A greve dos caminhoneiros já é realidade em Santa Catarina, no Sul do país. Desde o início do movimento, motoristas têm se mobilizado em diferentes pontos do estado, chamando atenção para suas demandas e aumentando a preocupação com possíveis impactos no transporte de cargas.
Apesar do clima de tensão, a paralisação não tem foco em fechar totalmente as rodovias. A ideia principal é protestar sem causar bloqueios completos, evitando problemas maiores para quem precisa circular pelas estradas.
Diesel caro
O principal motivo da insatisfação é o aumento no preço do diesel. Esse valor tem subido por causa de fatores externos, como a instabilidade no mercado internacional de petróleo, influenciada por conflitos e tensões entre países.

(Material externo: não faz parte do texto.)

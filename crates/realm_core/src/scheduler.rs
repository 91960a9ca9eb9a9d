//! The scheduler: owns the entity store, the system registry and the event
//! bus, and drives system lifecycles and ticks.
//!
//! Each tick follows a fixed sequence:
//!
//! 1. Advance the tick counter.
//! 2. For every running system in priority order, snapshot the entities it
//!    is relevant to and call its update (systems with no relevant entities
//!    are skipped).
//! 3. Apply the structural changes (spawn, despawn, attach, detach) that
//!    systems queued during the tick.
//!
//! A failing system is logged, reported as a `system:error` event and
//! otherwise ignored; siblings still run.

use std::panic::{self, AssertUnwindSafe};
use std::time::Duration;

use serde::Serialize;
use serde_json::{Value, json};
use tracing::{debug, error, info, info_span, warn};

use realm_component::{Component, ComponentData, ComponentKind, Entity, EntityId, Query};

use crate::config::{DuplicateEntityPolicy, SchedulerConfig};
use crate::error::{CoreError, CoreResult, GameError, Phase};
use crate::event::{EventBus, kinds};
use crate::registry::{SystemEntry, SystemInfo, SystemRegistry, SystemState};
use crate::store::EntityStore;
use crate::system::{Command, CommandQueue, System, SystemContext};

/// Source recorded on events the scheduler emits itself.
pub const SCHEDULER_SOURCE: &str = "scheduler";

/// Outcome of one [`Scheduler::tick`].
#[derive(Debug, Clone, PartialEq, Serialize)]
pub struct TickReport {
    pub tick_id: u64,
    pub delta: Duration,
    /// Systems whose update ran, in execution order (including failures).
    pub updated: Vec<String>,
    /// Running systems skipped because no entity was relevant to them.
    pub skipped: Vec<String>,
    pub failures: Vec<GameError>,
    /// Deferred structural changes applied at the end of the tick.
    pub commands_applied: usize,
}

impl TickReport {
    /// No system failed this tick.
    #[must_use]
    pub fn is_clean(&self) -> bool {
        self.failures.is_empty()
    }
}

Quando o preço do petróleo sobe lá fora, o diesel também fica mais caro aqui no Brasil. Além disso, a variação do dólar impacta diretamente os custos, já que o combustível é negociado com base na moeda americana.
Com esses aumentos seguidos, muitos caminhoneiros dizem que está cada vez mais difícil manter o trabalho, principalmente para quem depende do transporte para sobreviver.
Categoria está dividida no país
Enquanto Santa Catarina já sente os efeitos da greve, o restante do país ainda vive um cenário incerto porque não existe uma decisão única entre os caminhoneiros.
Cada grupo ou liderança está agindo de forma independente, o que dificulta saber se a paralisação vai se espalhar ou continuar concentrada em alguns estados.